Given data:

// handlers/users/list.rs - GET /api/users handler

use axum::{extract::Extension, response::Json};
use serde_json::{json, Value};
use std::sync::Arc;

use crate::context::AppContext;
use crate::error::ApiError;
use crate::handlers::users::user_to_json;
use crate::middleware::auth::AuthUser;

/// GET /api/users - Active users, for callers with the manage-users capability.
pub async fn users_get(
    Extension(ctx): Extension<Arc<AppContext>>,
    Extension(auth): Extension<AuthUser>,
) -> Result<Json<Value>, ApiError> {
    let users = ctx.users.list_users(&auth.external_id).await?;
    let data: Vec<Value> = users.iter().map(user_to_json).collect();

    Ok(Json(json!({
        "success": true,
        "data": data
    })))
}
use once_cell::sync::Lazy;
use serde::{Deserialize, Serialize};
use std::env;

#[derive(Debug, Clone, Serialize, Deserialize)]
pub struct AppConfig {
    pub environment: Environment,
    pub database: DatabaseConfig,
    pub api: ApiConfig,
    pub security: SecurityConfig,
    pub notify: NotifyConfig,
}

#[derive(Debug, Clone, Serialize, Deserialize)]
pub enum Environment {
    Development,
    Staging,
    Production,
}

#[derive(Debug, Clone, Serialize, Deserialize)]
pub struct DatabaseConfig {
    pub max_connections: u32,
    pub connection_timeout: u64,
    pub enable_slow_query_warning: bool,
    pub slow_query_threshold_ms: u64,
}

#[derive(Debug, Clone, Serialize, Deserialize)]
pub struct ApiConfig {
    pub enable_request_logging: bool,
    pub max_request_size_bytes: usize,
}

#[derive(Debug, Clone, Serialize, Deserialize)]
pub struct SecurityConfig {
    pub enable_cors: bool,
    pub cors_origins: Vec<String>,
    pub jwt_secret: String,
    pub jwt_expiry_hours: u64,
    pub enable_audit_logging: bool,
}

#[derive(Debug, Clone, Serialize, Deserialize)]
pub struct NotifyConfig {
    /// Base URL of the presence hub that fans messages out to clients.
    pub hub_url: String,
    pub request_timeout_secs: u64,
}

impl AppConfig {
    pub fn from_env() -> Self {
        let environment = match env::var("APP_ENV").as_deref() {
            Ok("production") | Ok("prod") => Environment::Production,
            Ok("staging") | Ok("stage") => Environment::Staging,
            _ => Environment::Development,
        };

        // Set defaults based on environment, then override with specific env vars
        match environment {
            Environment::Production => Self::production(),
            Environment::Staging => Self::staging(),
            Environment::Development => Self::development(),
        }
        .with_env_overrides()
    }

    fn with_env_overrides(mut self) -> Self {
        // Database overrides
        if let Ok(v) = env::var("DATABASE_MAX_CONNECTIONS") {
            self.database.max_connections = v.parse().unwrap_or(self.database.max_connections);
        }
        if let Ok(v) = env::var("DATABASE_CONNECTION_TIMEOUT") {
            self.database.connection_timeout =
                v.parse().unwrap_or(self.database.connection_timeout);
        }
        if let Ok(v) = env::var("DATABASE_ENABLE_SLOW_QUERY_WARNING") {
            self.database.enable_slow_query_warning =
                v.parse().unwrap_or(self.database.enable_slow_query_warning);
        }
        if let Ok(v) = env::var("DATABASE_SLOW_QUERY_THRESHOLD_MS") {
            self.database.slow_query_threshold_ms =
                v.parse().unwrap_or(self.database.slow_query_threshold_ms);
        }

        // API overrides
        if let Ok(v) = env::var("API_ENABLE_REQUEST_LOGGING") {
            self.api.enable_request_logging = v.parse().unwrap_or(self.api.enable_request_logging);
        }
        if let Ok(v) = env::var("API_MAX_REQUEST_SIZE_BYTES") {
            self.api.max_request_size_bytes =
                v.parse().unwrap_or(self.api.max_request_size_bytes);
        }

        // Security overrides
        if let Ok(v) = env::var("SECURITY_ENABLE_CORS") {
            self.security.enable_cors = v.parse().unwrap_or(self.security.enable_cors);
        }
        if let Ok(v) = env::var("SECURITY_CORS_ORIGINS") {
            self.security.cors_origins = v.split(',').map(|s| s.trim().to_string()).collect();
        }
        if let Ok(v) = env::var("JWT_SECRET") {
            self.security.jwt_secret = v;
        }
        if let Ok(v) = env::var("SECURITY_JWT_EXPIRY_HOURS") {
            self.security.jwt_expiry_hours =
                v.parse().unwrap_or(self.security.jwt_expiry_hours);
        }
        if let Ok(v) = env::var("SECURITY_ENABLE_AUDIT_LOGGING") {
            self.security.enable_audit_logging =
                v.parse().unwrap_or(self.security.enable_audit_logging);
        }

        // Notify overrides
        if let Ok(v) = env::var("NOTIFY_HUB_URL") {
            self.notify.hub_url = v;
        }
        if let Ok(v) = env::var("NOTIFY_REQUEST_TIMEOUT_SECS") {
            self.notify.request_timeout_secs =
                v.parse().unwrap_or(self.notify.request_timeout_secs);
        }

        self
    }

    fn development() -> Self {
        Self {
            environment: Environment::Development,
            database: DatabaseConfig {
                max_connections: 10,
                connection_timeout: 30,
                enable_slow_query_warning: true,
                slow_query_threshold_ms: 100,
            },
            api: ApiConfig {
                enable_request_logging: true,
                max_request_size_bytes: 1024 * 1024, // 1MB
            },
            security: SecurityConfig {
                enable_cors: true,
                cors_origins: vec![
                    "http://localhost:3000".to_string(),
                    "http://localhost:5173".to_string(),
                ],
                jwt_secret: "dev-secret-change-me".to_string(),
                jwt_expiry_hours: 24 * 7, // 1 week
                enable_audit_logging: true,
            },
            notify: NotifyConfig {
                hub_url: "http://localhost:8787/hub".to_string(),
                request_timeout_secs: 5,
            },
        }
    }

    fn staging() -> Self {
        Self {
            environment: Environment::Staging,
            database: DatabaseConfig {
                max_connections: 20,
                connection_timeout: 10,
                enable_slow_query_warning: true,
                slow_query_threshold_ms: 500,
            },
            api: ApiConfig {
                enable_request_logging: true,
                max_request_size_bytes: 512 * 1024,
            },
            security: SecurityConfig {
                enable_cors: true,
                cors_origins: vec!["https://staging.warden.example.com".to_string()],
                jwt_secret: String::new(), // must come from JWT_SECRET
                jwt_expiry_hours: 24,
                enable_audit_logging: true,
            },
            notify: NotifyConfig {
                hub_url: "https://hub.staging.warden.example.com".to_string(),
                request_timeout_secs: 5,
            },
        }
    }

    fn production() -> Self {
        Self {
            environment: Environment::Production,
            database: DatabaseConfig {
                max_connections: 50,
                connection_timeout: 5,
                enable_slow_query_warning: true,
                slow_query_threshold_ms: 1000,
            },
            api: ApiConfig {
                enable_request_logging: false,
                max_request_size_bytes: 256 * 1024,
            },
            security: SecurityConfig {
                enable_cors: true,
                cors_origins: vec!["https://app.warden.example.com".to_string()],
                jwt_secret: String::new(), // must come from JWT_SECRET
                jwt_expiry_hours: 4,
                enable_audit_logging: true,
            },
            notify: NotifyConfig {
                hub_url: "https://hub.warden.example.com".to_string(),
                request_timeout_secs: 3,
            },
        }
    }
}

// Global singleton config - initialized once at startup
pub static CONFIG: Lazy<AppConfig> = Lazy::new(AppConfig::from_env);

// Convenience function for accessing config
pub fn config() -> &'static AppConfig {
    &CONFIG
}

#[cfg(test)]
mod tests {
    use super::*;

    #[test]
    fn test_default_development_config() {
        let config = AppConfig::development();
        assert_eq!(config.database.max_connections, 10);
        assert!(config.api.enable_request_logging);
        assert!(!config.security.jwt_secret.is_empty());
    }

    #[test]
    fn test_default_production_config() {
        let config = AppConfig::production();
        assert_eq!(config.database.max_connections, 50);
        assert!(!config.api.enable_request_logging);
        // Production never ships a baked-in secret
        assert!(config.security.jwt_secret.is_empty());
    }
}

Your task:
All that is needed is the line containing "assert!(!config.security.jwt_secret.is_empty());" and each line after it to the end of the data above, set down exactly.

Task response:
        assert!(!config.security.jwt_secret.is_empty());
    }

    #[test]
    fn test_default_production_config() {
        let config = AppConfig::production();
        assert_eq!(config.database.max_connections, 50);
        assert!(!config.api.enable_request_logging);
        // Production never ships a baked-in secret
        assert!(config.security.jwt_secret.is_empty());
    }
}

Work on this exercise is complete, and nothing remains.